Very similar to that of C. flammea. Song, usually from prominent perch or during display-flight, a short rippling trill which includes the "chut-ut-ut-ut" call and interspersed with buzzing "errr errrr" notes. Call a distinctive metallic twittering series of "tje" or "che" repeated at intervals, "che-che-che" or "chut-ut-ut-ut" or "chuch-uch-uch-uch", varying in pitch from soft to harsh and frequently uttered in flight, also concludes with dry or rattling "chuch-uch-uch-errrrrrr" (last note also given alone as a softer or more purring "serrrrr") or a rising "tooee" or "dsooeee"; alarm or anxiety call a sharp grating "eeeeze" or "zeeze", similar to that of C. carduelis.

Season, late Mar or early Apr–Jun; two broods, but often only in years with good food supply. Monogamous; exceptionally polygamous. Solitary or loosely colonial. Pair formation apparently takes place before break-up of winter flocks, and pair-bond endures for single season. Displaying male performs circular bounding song flight while giving territorial song; often several males in song flight together. Nest built by female, male assists in collecting material, usually a small platform of twigs, heather, plant stalks and down, leaf stems, roots, grasses, bark strips, moss flowerheads, leaves, animal hair and feathers, placed up to 5 m above ground in shrub or tree, preferentially juniper, spruce, larch, birch and pine, occasionally apple (Malus), elder or willow, frequently close to trunk, also in canopy and on more exposed branch; may reuse material from previous nest. Clutch 4–6 eggs, variably bluish-white to pale bluish-green, blotched violet-pink and rust-red with purple-brown spots and lines; incubation by female, period 10–12 days; chicks fed by both parents, nestling period 9–14 days, may leave nest before capable of flying; young fully independent at 26 days; second nest may be started during fledging period of first brood.

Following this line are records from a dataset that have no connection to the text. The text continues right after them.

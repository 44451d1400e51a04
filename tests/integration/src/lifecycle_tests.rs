//! Full config lifecycle across the workspace crates
//!
//! First run -> credentials stored -> values edited one at a time -> a
//! corrupted file is reported instead of silently replaced.

use aicommit_config::{ConfigKey, ConfigResolver, ConfigValue, Error, RawConfig};
use aicommit_fs::kv;
use aicommit_test_utils::TestHome;
use pretty_assertions::assert_eq;

fn resolver(home: &TestHome) -> ConfigResolver {
    ConfigResolver::with_home_dir(home.path()).with_env([("TERM", "xterm-256color")])
}

#[test]
fn test_first_run_to_configured() {
    let home = TestHome::new();
    let resolver = resolver(&home);

    // Nothing stored yet: the editor view still works, resolution does not
    let view = resolver.inspect(&RawConfig::new()).unwrap();
    assert_eq!(view[0], (ConfigKey::OpenaiKey, None));
    assert!(matches!(
        resolver.resolve(&RawConfig::new()),
        Err(Error::MissingValue { key: ConfigKey::OpenaiKey, .. })
    ));
    home.assert_no_store();

    // Editor-style single-key updates
    resolver.update(&[("OPENAI_KEY", "sk-abc")]).unwrap();
    resolver.update(&[("ANTHROPIC_KEY", "ak-abc")]).unwrap();
    resolver.update(&[("SILENT_MODE", "TRUE")]).unwrap();

    let config = resolver.resolve(&RawConfig::new()).unwrap();
    assert_eq!(config.openai_key(), "sk-abc");
    assert_eq!(config.anthropic_key(), "ak-abc");
    assert!(config.silent_mode());
    assert_eq!(config.get("TERM").as_deref(), Some("xterm-256color"));

    // The file on disk is plain KEY=value and decodes to what was stored
    let stored = kv::decode(&home.read_store().unwrap()).unwrap();
    assert_eq!(
        stored,
        RawConfig::from([
            ("ANTHROPIC_KEY".to_string(), "ak-abc".to_string()),
            ("OPENAI_KEY".to_string(), "sk-abc".to_string()),
            ("SILENT_MODE".to_string(), "true".to_string()),
        ])
    );
}

#[test]
fn test_overrides_do_not_persist() {
    let home = TestHome::with_store("OPENAI_KEY=sk-a\nANTHROPIC_KEY=ak-a\n");
    let resolver = resolver(&home);
    let before = home.store_bytes();

    let overrides = RawConfig::from([("LANGUAGE".to_string(), "ja".to_string())]);
    let config = resolver.resolve(&overrides).unwrap();

    assert_eq!(config.value(ConfigKey::Language), &ConfigValue::Text("ja".into()));
    assert_eq!(home.store_bytes(), before);
}

#[test]
fn test_corrupted_file_is_not_overwritten() {
    let home = TestHome::with_store("OPENAI_KEY=sk-a\n<<<<<<< HEAD\n");
    let resolver = resolver(&home);

    assert!(matches!(
        resolver.update(&[("LANGUAGE", "de")]),
        Err(Error::MalformedStore { .. })
    ));
    assert_eq!(
        home.read_store().as_deref(),
        Some("OPENAI_KEY=sk-a\n<<<<<<< HEAD\n")
    );
}
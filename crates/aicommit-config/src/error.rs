//! Error types for aicommit-config

use crate::ConfigKey;

/// Result type for aicommit-config operations
pub type Result<T> = std::result::Result<T, Error>;

/// Errors that can occur while resolving or updating configuration
#[derive(Debug, thiserror::Error)]
pub enum Error {
    /// A key with no safe default was absent or empty
    #[error("{key} is not set. Run `{command}` to set it")]
    MissingValue { key: ConfigKey, command: String },

    /// An update or lookup named a key the registry does not define
    #[error("Invalid config property: {key}")]
    InvalidKey { key: String },

    /// The persisted store exists but could not be decoded
    #[error("Malformed config file at {location}: {source}")]
    MalformedStore {
        location: String,
        #[source]
        source: aicommit_fs::Error,
    },

    #[error("Could not determine the home directory")]
    HomeDirUnavailable,

    /// Error from aicommit-fs
    #[error(transparent)]
    Fs(#[from] aicommit_fs::Error),
}

impl Error {
    /// Whether this is one of the known, user-correctable failures.
    ///
    /// Expected errors are reported with their message alone; anything else
    /// is an unexpected failure.
    pub fn is_expected(&self) -> bool {
        matches!(
            self,
            Self::MissingValue { .. } | Self::InvalidKey { .. } | Self::MalformedStore { .. }
        )
    }
}
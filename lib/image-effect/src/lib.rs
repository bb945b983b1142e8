pub mod color;
pub mod color_blindness_effect;
pub mod crt_effect;
pub mod math;
pub mod matrix_table;
pub mod pipeline;
pub mod realtime;
pub mod sampler;
pub mod uniform;

use color::Rgba;
use image::RgbaImage;
use math::Vec2;
use sampler::Sampler;
use uniform::{UniformDecl, UniformKind, UniformValue};

pub type ImageEffectResult<T> = Result<T, ImageEffectError>;

#[derive(thiserror::Error, Debug)]
pub enum ImageEffectError {
    #[error("Effect unavailable: {0}")]
    Unavailable(String),
    #[error("Unknown uniform: {0}")]
    UnknownUniform(String),
    #[error("Uniform type mismatch for {name}: expected {expected:?}, got {actual:?}")]
    UniformType {
        name: String,
        expected: UniformKind,
        actual: UniformKind,
    },
    #[error("Invalid parameter: {0}")]
    InvalidParameter(String),
}

/// A per-pixel program: a set of declared uniforms plus a function from
/// (source surface, output coordinate) to color.
pub trait Effect {
    fn name(&self) -> &'static str;

    fn uniforms(&self) -> &'static [UniformDecl];

    fn set_uniform(&mut self, name: &str, value: UniformValue) -> ImageEffectResult<()>;

    fn eval(&self, source: &dyn Sampler, coord: Vec2) -> Rgba;

    /// Whether the program can be evaluated with its current uniforms.
    fn is_ready(&self) -> bool {
        true
    }

    /// A bypassed program shows its source unmodified.
    fn is_bypassed(&self) -> bool {
        false
    }

    /// Evaluates the program once per pixel of `source`, at pixel centers.
    fn apply(&self, source: &RgbaImage) -> RgbaImage {
        let (width, height) = source.dimensions();
        RgbaImage::from_fn(width, height, |x, y| {
            let coord = Vec2::new(x as f32 + 0.5, y as f32 + 0.5);
            self.eval(source, coord).into()
        })
    }
}

#[derive(Debug, Clone)]
pub enum ImageEffect {
    ColorBlindness(color_blindness_effect::ColorBlindnessEffect),
    Crt(crt_effect::CrtEffect),
}

impl Effect for ImageEffect {
    fn name(&self) -> &'static str {
        match self {
            ImageEffect::ColorBlindness(effect) => effect.name(),
            ImageEffect::Crt(effect) => effect.name(),
        }
    }

    fn uniforms(&self) -> &'static [UniformDecl] {
        match self {
            ImageEffect::ColorBlindness(effect) => effect.uniforms(),
            ImageEffect::Crt(effect) => effect.uniforms(),
        }
    }

    fn set_uniform(&mut self, name: &str, value: UniformValue) -> ImageEffectResult<()> {
        match self {
            ImageEffect::ColorBlindness(effect) => effect.set_uniform(name, value),
            ImageEffect::Crt(effect) => effect.set_uniform(name, value),
        }
    }

    fn eval(&self, source: &dyn Sampler, coord: Vec2) -> Rgba {
        match self {
            ImageEffect::ColorBlindness(effect) => effect.eval(source, coord),
            ImageEffect::Crt(effect) => effect.eval(source, coord),
        }
    }

    fn is_ready(&self) -> bool {
        match self {
            ImageEffect::ColorBlindness(effect) => effect.is_ready(),
            ImageEffect::Crt(effect) => effect.is_ready(),
        }
    }

    fn is_bypassed(&self) -> bool {
        match self {
            ImageEffect::ColorBlindness(effect) => effect.is_bypassed(),
            ImageEffect::Crt(effect) => effect.is_bypassed(),
        }
    }
}

/// Clamps a live parameter into its domain, NaN resolving to the lower bound.
pub(crate) fn clamp_param(name: &str, value: f32, min: f32, max: f32) -> f32 {
    let clamped = if value.is_nan() {
        min
    } else {
        value.clamp(min, max)
    };

    if clamped != value {
        log::trace!("{name} {value} out of [{min}, {max}], clamped to {clamped}");
    }

    clamped
}
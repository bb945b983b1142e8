//! A row of 2 to 5 mutually exclusive options with a highlight that slides
//! between them.
//!
//! The selector is a state machine over the option indices. Selecting an
//! option changes the index at once and retargets three animations: the
//! indicator position (in slots), its corner radii and the text colors. The
//! host steps them once per frame and draws [`SegmentedSelector::layout`].

use crate::{
    Color, ConfigurationError, ControlResult, Rect,
    animation::{AnimationDriver, SpringSpec},
};
use derivative::Derivative;
use derive_setters::Setters;
use std::time::Duration;

pub const MIN_OPTIONS: usize = 2;
pub const MAX_OPTIONS: usize = 5;

/// Corner radius in percent of the indicator's shorter side.
pub const PILL_CORNER_PERCENT: f32 = 50.0;
pub const INNER_CORNER_PERCENT: f32 = 15.0;

#[derive(Debug, Clone, Copy, PartialEq, Derivative, Setters)]
#[derivative(Default)]
#[setters(prefix = "with_")]
#[non_exhaustive]
pub struct SelectorStyle {
    #[derivative(Default(value = "Color::from_rgb8(0x1D, 0x19, 0x2B)"))]
    pub selected_color: Color,

    #[derivative(Default(value = "Color::from_rgb8(0x49, 0x45, 0x4F)"))]
    pub unselected_color: Color,
}

impl SelectorStyle {
    pub fn new() -> Self {
        Self::default()
    }
}

#[derive(Debug, Clone, PartialEq)]
pub struct OptionLayout<'a> {
    pub label: &'a str,
    pub bounds: Rect,
    pub text_color: Color,
}

#[derive(Debug, Clone, Copy, PartialEq)]
pub struct IndicatorLayout {
    pub bounds: Rect,
    /// Radius of the top-start and bottom-start corners, in pixels.
    pub start_radius: f32,
    /// Radius of the top-end and bottom-end corners, in pixels.
    pub end_radius: f32,
}

#[derive(Debug, Clone, PartialEq)]
pub struct SelectorLayout<'a> {
    pub options: Vec<OptionLayout<'a>>,
    pub indicator: IndicatorLayout,
}

#[derive(Debug, Clone)]
pub struct SegmentedSelector {
    options: Vec<String>,
    selected_index: usize,
    style: SelectorStyle,
    position: AnimationDriver<f32>,
    start_corner: AnimationDriver<f32>,
    end_corner: AnimationDriver<f32>,
    text_colors: Vec<AnimationDriver<Color>>,
}

impl SegmentedSelector {
    pub fn new<S: Into<String>>(
        options: impl IntoIterator<Item = S>,
        selected_option: &str,
    ) -> ControlResult<Self> {
        let options: Vec<String> = options.into_iter().map(Into::into).collect();
        validate_options(&options)?;

        let selected_index = options
            .iter()
            .position(|option| option == selected_option)
            .ok_or_else(|| ConfigurationError::UnknownOption(selected_option.to_string()))?;

        let style = SelectorStyle::default();
        let (start, end) = corner_targets(selected_index, options.len());

        let text_colors = (0..options.len())
            .map(|index| {
                AnimationDriver::new(
                    "Button text color",
                    text_color_target(&style, index, selected_index),
                    SpringSpec::medium(),
                )
            })
            .collect();

        Ok(Self {
            options,
            selected_index,
            style,
            position: AnimationDriver::new(
                "Background Position Progress",
                selected_index as f32,
                SpringSpec::medium_low(),
            ),
            start_corner: AnimationDriver::new(
                "Selector start shape",
                start,
                SpringSpec::new(SpringSpec::STIFFNESS_MEDIUM, 0.5),
            ),
            end_corner: AnimationDriver::new(
                "Selector end shape",
                end,
                SpringSpec::new(SpringSpec::STIFFNESS_MEDIUM, 0.5),
            ),
            text_colors,
        })
    }

    pub fn with_style(mut self, style: SelectorStyle) -> Self {
        self.style = style;
        for (index, color) in self.text_colors.iter_mut().enumerate() {
            color.snap_to(text_color_target(&style, index, self.selected_index));
        }
        self
    }

    pub fn options(&self) -> &[String] {
        &self.options
    }

    pub fn selected_index(&self) -> usize {
        self.selected_index
    }

    pub fn selected_option(&self) -> &str {
        &self.options[self.selected_index]
    }

    /// Indicator position in slots, animated toward the selected index.
    pub fn position_progress(&self) -> f32 {
        self.position.value()
    }

    pub fn position_target(&self) -> f32 {
        self.position.target()
    }

    /// Start and end corner radii in percent.
    pub fn corner_percents(&self) -> (f32, f32) {
        (self.start_corner.value(), self.end_corner.value())
    }

    pub fn text_color(&self, index: usize) -> Option<Color> {
        self.text_colors.get(index).map(AnimationDriver::value)
    }

    /// Selects `option`. Returns `Ok(false)` when it already was selected,
    /// in which case nothing is retargeted.
    pub fn select_option(&mut self, option: &str) -> ControlResult<bool> {
        let index = self
            .options
            .iter()
            .position(|o| o == option)
            .ok_or_else(|| ConfigurationError::UnknownOption(option.to_string()))?;

        Ok(self.select_index(index))
    }

    fn select_index(&mut self, index: usize) -> bool {
        if index == self.selected_index {
            return false;
        }

        log::debug!(
            "select [{}] -> [{}]",
            self.options[self.selected_index],
            self.options[index]
        );

        self.selected_index = index;
        self.position.retarget(index as f32);

        let (start, end) = corner_targets(index, self.options.len());
        self.start_corner.retarget(start);
        self.end_corner.retarget(end);

        for (i, color) in self.text_colors.iter_mut().enumerate() {
            color.retarget(text_color_target(&self.style, i, index));
        }

        true
    }

    /// Advances every animation by `dt`. Returns whether any is still running.
    pub fn step(&mut self, dt: Duration) -> bool {
        let mut running = self.position.step(dt);
        running |= self.start_corner.step(dt);
        running |= self.end_corner.step(dt);
        for color in self.text_colors.iter_mut() {
            running |= color.step(dt);
        }
        running
    }

    pub fn is_animating(&self) -> bool {
        self.position.is_running()
            || self.start_corner.is_running()
            || self.end_corner.is_running()
            || self.text_colors.iter().any(AnimationDriver::is_running)
    }

    pub fn layout(&self, width: f32, height: f32) -> SelectorLayout<'_> {
        let slots = slot_bounds(width, height, self.options.len());
        let slot_width = slots.first().map(|slot| slot.width).unwrap_or_default();

        let options = self
            .options
            .iter()
            .zip(slots)
            .zip(self.text_colors.iter())
            .map(|((label, bounds), color)| OptionLayout {
                label,
                bounds,
                text_color: color.value(),
            })
            .collect();

        let shorter_side = slot_width.min(height);
        let indicator = IndicatorLayout {
            bounds: Rect::new(
                self.position.value() * slot_width,
                0.0,
                slot_width,
                height,
            ),
            start_radius: self.start_corner.value() / 100.0 * shorter_side,
            end_radius: self.end_corner.value() / 100.0 * shorter_side,
        };

        SelectorLayout { options, indicator }
    }

    /// The option under a tap at `x` on a track `width` wide.
    pub fn hit_test(&self, x: f32, width: f32) -> Option<&str> {
        slot_bounds(width, 0.0, self.options.len())
            .iter()
            .position(|slot| slot.contains_x(x))
            .map(|index| self.options[index].as_str())
    }
}

/// `count` equal slots side by side across `width`.
pub fn slot_bounds(width: f32, height: f32, count: usize) -> Vec<Rect> {
    if count == 0 {
        return vec![];
    }

    let slot_width = width.max(0.0) / count as f32;
    (0..count)
        .map(|index| Rect::new(index as f32 * slot_width, 0.0, slot_width, height))
        .collect()
}

fn validate_options(options: &[String]) -> ControlResult<()> {
    let count = options.len();
    if count < MIN_OPTIONS {
        return Err(ConfigurationError::TooFewOptions {
            min: MIN_OPTIONS,
            count,
        });
    }

    if count > MAX_OPTIONS {
        return Err(ConfigurationError::TooManyOptions {
            max: MAX_OPTIONS,
            count,
        });
    }

    for (i, option) in options.iter().enumerate() {
        if options[..i].contains(option) {
            return Err(ConfigurationError::DuplicateOption(option.clone()));
        }
    }

    Ok(())
}

fn corner_targets(index: usize, count: usize) -> (f32, f32) {
    let start = if index == 0 {
        PILL_CORNER_PERCENT
    } else {
        INNER_CORNER_PERCENT
    };

    let end = if index + 1 == count {
        PILL_CORNER_PERCENT
    } else {
        INNER_CORNER_PERCENT
    };

    (start, end)
}

fn text_color_target(style: &SelectorStyle, index: usize, selected: usize) -> Color {
    if index == selected {
        style.selected_color
    } else {
        style.unselected_color
    }
}

#[cfg(test)]
mod tests {
    use super::*;

    #[test]
    fn test_corner_targets() {
        assert_eq!(corner_targets(0, 3), (50.0, 15.0));
        assert_eq!(corner_targets(1, 3), (15.0, 15.0));
        assert_eq!(corner_targets(2, 3), (15.0, 50.0));
    }

    #[test]
    fn test_slot_bounds() {
        let slots = slot_bounds(300.0, 48.0, 3);
        assert_eq!(slots.len(), 3);
        assert_eq!(slots[1], Rect::new(100.0, 0.0, 100.0, 48.0));
        assert!(slot_bounds(300.0, 48.0, 0).is_empty());
    }

    #[test]
    fn test_initial_state_is_settled() {
        let selector = SegmentedSelector::new(["Day", "Week", "Month"], "Week").unwrap();
        assert_eq!(selector.selected_index(), 1);
        assert_eq!(selector.position_progress(), 1.0);
        assert_eq!(selector.corner_percents(), (15.0, 15.0));
        assert!(!selector.is_animating());
    }

    #[test]
    fn test_unknown_option_keeps_state() {
        let mut selector = SegmentedSelector::new(["Day", "Week"], "Day").unwrap();
        assert_eq!(
            selector.select_option("Year"),
            Err(ConfigurationError::UnknownOption("Year".into()))
        );
        assert_eq!(selector.selected_option(), "Day");
        assert!(!selector.is_animating());
    }

    #[test]
    fn test_with_style_recolors_text() {
        let style = SelectorStyle::new()
            .with_selected_color(Color::new(1.0, 0.0, 0.0, 1.0))
            .with_unselected_color(Color::new(0.0, 0.0, 1.0, 1.0));
        let selector = SegmentedSelector::new(["A", "B"], "B")
            .unwrap()
            .with_style(style);

        assert_eq!(selector.text_color(1), Some(style.selected_color));
        assert_eq!(selector.text_color(0), Some(style.unselected_color));
        assert_eq!(selector.text_color(2), None);
    }
}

Breeding success fairly high: of 57 eggs in N Italy (Lombardia) study, 68% hatched and 47% subsequently fledged young, average 2·5 young per successful nest; of 53 nests in S Germany in which eggs laid between mid-Apr and late May, 57% failed largely owing to high predation rate by crows (Corvidae), particularly Common Magpie (Pica pica), also Eurasian red squirrels (Sciurus vulgaris) and domestic cats (Felis catus), leading to 3·7 young per successful nest, and of 36 subsequent attempts 36% failed and only 2·7 young per successful nest. Age of first breeding 1 year.

Not globally threatened. Common to locally common. Densities of more than 50 pairs/km² on heaths and upland birch forests in Britain, 100–400 pairs/km² in mixed larch forest in Switzerland, and up to 400 pairs/km² in spruce-birch forest in E Germany. In second half of 20th century, range expanded to include Belgium, Netherlands, Denmark and S Sweden, Czech Republic and N & C Germany. Throughout European range still increasing, but population breeding in British Is has declined since 1970s; at least in England declines were strongly associated with decreases in young coniferous woodland availability 1 Burgess, M.D., Bellamy, P.E., Gillings, S., Noble, D.G., Grice, P.V. and Conway, G.J. (2015). The impact of changing habitat availability on population trends of woodland birds associated with early successional plantation woodland. Bird Study. 62(1): 39–55. Close ; latter decrease associated with similar decline in abundance and seed production of birch in SE England, and this species possibly also significantly affected by intensification of agriculture and loss of hedgerows; has declined also in interior Netherlands since early 1990s.